We welcome our next speaker in our seminar series, Dr. Charles Gawad from Stanford University where he is a Clinical Instructor in Pediatric Hematology and Oncology. He will be providing his seminar virtually via Zoom.
Studying Cellular Evolution with Primary Template-Directed Amplification
Abstract: Improvements in whole genome amplification (WGA) would enable new types of basic and applied biomedical research, including studies that require more accurate single-cell genotyping. In this lecture, I will present the development of primary template-directed amplification (PTA), an easily executed isothermal WGA method that limits the copying of daughter amplicons. This results in the reproducible production of shorter amplicons that cover almost the entire template genome in a uniform manner, resulting in much more accurate single-cell variant calling. In addition, the short amplicons produced by PTA allow for the incorporation of cell barcodes into the products, which we are utilizing to deploy PTA in highly parallel reactions using droplet-based microfluidics. Finally, I will discuss the numerous potential applications of PTA, including our initial studies showing that we can measure genome-environment interactions, off-target genome editing, cancer clonal evolution, and microbial diversity, all at cellular resolution.

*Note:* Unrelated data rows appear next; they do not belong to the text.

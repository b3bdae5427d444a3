//! The `tango drill` command.

use std::io;
use std::path::PathBuf;

use anyhow::{Context, Result};

use tango_core::{AnnotationStore, Mode, Session, SessionScope, SessionSummary, Vocabulary};

use crate::config::load_config_from;

pub fn execute(
    level: Option<String>,
    mode: Option<String>,
    config_path: Option<PathBuf>,
) -> Result<()> {
    let config = load_config_from(config_path.as_deref())?;
    let level = super::resolve_level(level.as_deref(), &config)?;
    let mode = match mode {
        Some(m) => m.parse::<Mode>().map_err(|e| anyhow::anyhow!("{e}"))?,
        None => config.mode,
    };

    // The kanji feed is required when drilling kanji; for words it only
    // feeds the help decomposition.
    let kanji_path = match mode {
        Mode::Words => config.kanji_if_present(),
        Mode::Kanji | Mode::Both => Some(config.kanji.as_path()),
    };
    let vocab = Vocabulary::load(&config.words, kanji_path)?;
    let mut store = AnnotationStore::open(&config.state_dir);

    let mut session = Session::new(&vocab, &store, SessionScope { level, mode });
    if session.pending() == 0 {
        println!("Nothing to ask for {level} ({mode}): every item is burned or out of scope.");
        return Ok(());
    }
    session.shuffle(&mut rand::rng());

    let started = chrono::Local::now();
    let stdin = io::stdin();
    let summary = session
        .run(&mut store, stdin.lock(), io::stdout().lock())
        .context("drill session failed")?;

    print_summary(&summary, started);
    Ok(())
}

fn print_summary(summary: &SessionSummary, started: chrono::DateTime<chrono::Local>) {
    use comfy_table::{Cell, Table};

    let elapsed = chrono::Local::now() - started;
    let rate = if summary.asked == 0 {
        0.0
    } else {
        summary.passed as f64 / summary.asked as f64
    };

    let mut table = Table::new();
    table.set_header(vec!["Asked", "Passed", "Failed", "Skipped", "Pass %", "Time"]);
    table.add_row(vec![
        Cell::new(summary.asked),
        Cell::new(summary.passed),
        Cell::new(summary.failed),
        Cell::new(summary.skipped),
        Cell::new(format!("{:.1}%", rate * 100.0)),
        Cell::new(format!(
            "{}m{:02}s",
            elapsed.num_minutes(),
            elapsed.num_seconds() % 60
        )),
    ]);

    eprintln!("\n{table}");
    if summary.exhausted > 0 {
        eprintln!("{} item(s) skipped: every field burned.", summary.exhausted);
    }
}
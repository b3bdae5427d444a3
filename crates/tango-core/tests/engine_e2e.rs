//! End-to-end tests: feeds on disk, annotation files in a temp directory,
//! sessions driven through in-memory input.

use std::io::Cursor;
use std::path::Path;

use tango_core::evaluate::ACCEPT_THRESHOLD;
use tango_core::vocab::Field;
use tango_core::{
    AnnotationStore, ItemKind, Level, Mode, Question, Session, SessionScope, Vocabulary,
};

const WORDS_CSV: &str = "expression,reading,romaji,meaning,tags
食べる,たべる,taberu,to eat,JLPT_5
すし,すし,sushi,sushi,JLPT_5
テレビ,てれび,terebi,television,JLPT_5
大学,だいがく,daigaku,university; college,JLPT_4
";

const KANJI_JSON: &str = r#"{
  "食": {"strokes": 9, "grade": 2, "freq": 328, "jlpt_old": 3, "jlpt_new": 5,
         "meanings": ["Eat", "Food"], "wk_radicals": ["Eat"]},
  "大": {"strokes": 3, "grade": 1, "freq": 7, "jlpt_old": 4, "jlpt_new": 5,
         "meanings": ["Large", "Big"], "wk_radicals": ["Big"]},
  "学": {"strokes": 8, "grade": 1, "freq": 63, "jlpt_old": 4, "jlpt_new": 4,
         "meanings": ["Study", "Learning", "Science"], "wk_radicals": null}
}"#;

fn write_feeds(dir: &Path) -> Vocabulary {
    let words = dir.join("all_hiragana.csv");
    let kanji = dir.join("kanji.json");
    std::fs::write(&words, WORDS_CSV).unwrap();
    std::fs::write(&kanji, KANJI_JSON).unwrap();
    Vocabulary::load(&words, Some(&kanji)).unwrap()
}

#[test]
fn taberu_scenario() {
    let dir = tempfile::tempdir().unwrap();
    let vocab = write_feeds(dir.path());
    let mut store = AnnotationStore::open(dir.path().join("state"));
    let taberu = &vocab.words()[0];

    let q = Question::from_store(taberu, &store).unwrap();
    assert_eq!(q.field(), Field::Meaning);

    let exact = q.evaluate("to eat", &store);
    assert!(exact.passed);
    assert_eq!(exact.score, Some(1.0));

    let partial = q.evaluate("eat", &store);
    assert!(partial.passed);
    let s = partial.score.unwrap();
    assert!(s > ACCEPT_THRESHOLD && s < 1.0, "partial score was {s}");

    let empty = q.evaluate("", &store);
    assert!(!empty.passed);
    assert_eq!(empty.score, None);

    q.burn(&mut store).unwrap();
    let next = Question::from_store(taberu, &store).unwrap();
    assert_eq!(next.field(), Field::Romaji);
    assert!(next.evaluate("taberu", &store).passed);
}

#[test]
fn state_survives_across_runs() {
    let dir = tempfile::tempdir().unwrap();
    let vocab = write_feeds(dir.path());
    let state = dir.path().join("state");

    {
        let mut store = AnnotationStore::open(&state);
        let mut session = Session::new(
            &vocab,
            &store,
            SessionScope {
                level: Level(5),
                mode: Mode::Words,
            },
        );
        // 食べる, すし, テレビ in feed order.
        let input = "to eat\n-b\nsushi\n-b\n-a tv\ntelevision\n";
        let summary = session
            .run(&mut store, Cursor::new(input), std::io::sink())
            .unwrap();
        assert_eq!(summary.asked, 3);
        assert_eq!(summary.passed, 3);
    }

    // A fresh store sees the previous run's files.
    let store = AnnotationStore::open(&state);
    assert!(store.is_burned(Field::Meaning, 0));
    assert!(store.is_burned(Field::Meaning, 1));
    assert_eq!(store.overlay(Field::Meaning, 1), "tv");
    assert_eq!(store.successes(ItemKind::Word, 2), 1);

    let session = Session::new(
        &vocab,
        &store,
        SessionScope {
            level: Level(5),
            mode: Mode::Words,
        },
    );
    // すし is fully burned; 食べる moves on to romaji.
    assert_eq!(session.pending(), 2);
    assert_eq!(
        Question::from_store(&vocab.words()[0], &store)
            .unwrap()
            .field(),
        Field::Romaji
    );
    assert!(Question::from_store(&vocab.words()[1], &store).is_err());

    let lines = std::fs::read_to_string(state.join("burn_meaning.txt")).unwrap();
    assert_eq!(lines, "o\no\n");
}

#[test]
fn kanji_session_with_help() {
    let dir = tempfile::tempdir().unwrap();
    let vocab = write_feeds(dir.path());
    let mut store = AnnotationStore::open(dir.path().join("state"));
    let mut session = Session::new(
        &vocab,
        &store,
        SessionScope {
            level: Level(5),
            mode: Mode::Kanji,
        },
    );
    assert_eq!(session.pending(), 2);

    let mut out = Vec::new();
    let summary = session
        .run(&mut store, Cursor::new("\nFood\nsmall\n"), &mut out)
        .unwrap();
    let out = String::from_utf8(out).unwrap();

    assert!(out.contains("食 : meanings ?"));
    assert!(out.contains("\tEat\n"));
    assert!(out.contains("Good (1.00) : Eat; Food"));
    assert!(out.contains("Nop ("));
    assert!(out.contains("\tBig"));
    assert_eq!(summary.passed, 1);
    assert_eq!(summary.failed, 1);
    assert_eq!(store.successes(ItemKind::Kanji, 0), 1);
}

#[test]
fn malformed_feed_aborts_load() {
    let dir = tempfile::tempdir().unwrap();
    let words = dir.path().join("words.csv");
    std::fs::write(&words, "a,b,c,d,e\n食べる,たべる,taberu\n").unwrap();
    let err = Vocabulary::load(&words, None).unwrap_err();
    assert!(format!("{err:#}").contains("malformed word row"));
}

Bio: Charles Gawad is a faculty member in the Department of Pediatrics at Stanford University and Chan Zuckerberg Biohub Investigator. He completed his undergraduate degree at Arizona State University and medical degree at the University of Arizona. He then underwent clinical training in pediatrics and pediatric hematology-oncology, during which he completed his PhD in Cancer Biology at Stanford where they unexpectedly found circular RNA is an abundant new class of noncoding RNA. Chuck then completed postdoctoral training in Stephen Quake’s group where they developed novel strategies for determining the evolutionary histories of cancers using single-cell genomics. As an independent scientist, he has continued to apply single-cell RNA and cell-free DNA sequencing to address scientific questions that have potential clinical significance. This has included creating a cell atlas of the developing mouse cerebellum as a foundation for more deeply understanding pediatric brain tumor formation, delineating the steps required for reprogramming cochlear supporting cells into inner ear hair cells to restore hearing, developing a strategy for predicting impending infections in cancer patients using cell-free DNA sequencing, and understanding the mechanisms of anti-tumor activity in autophagy-deficient macrophages. In addition, he has continued to develop single-cell DNA sequencing methods, including the invention of a new single-cell whole genome amplification method, primary template-directed amplification (PTA), which significantly outperforms all existing WGA methods for single-cell variant calling. Chuck’s work has been recognized with several awards, including an NIH Director’s New Innovator Award and Burroughs Wellcome Fund Career Award for Medical Scientists.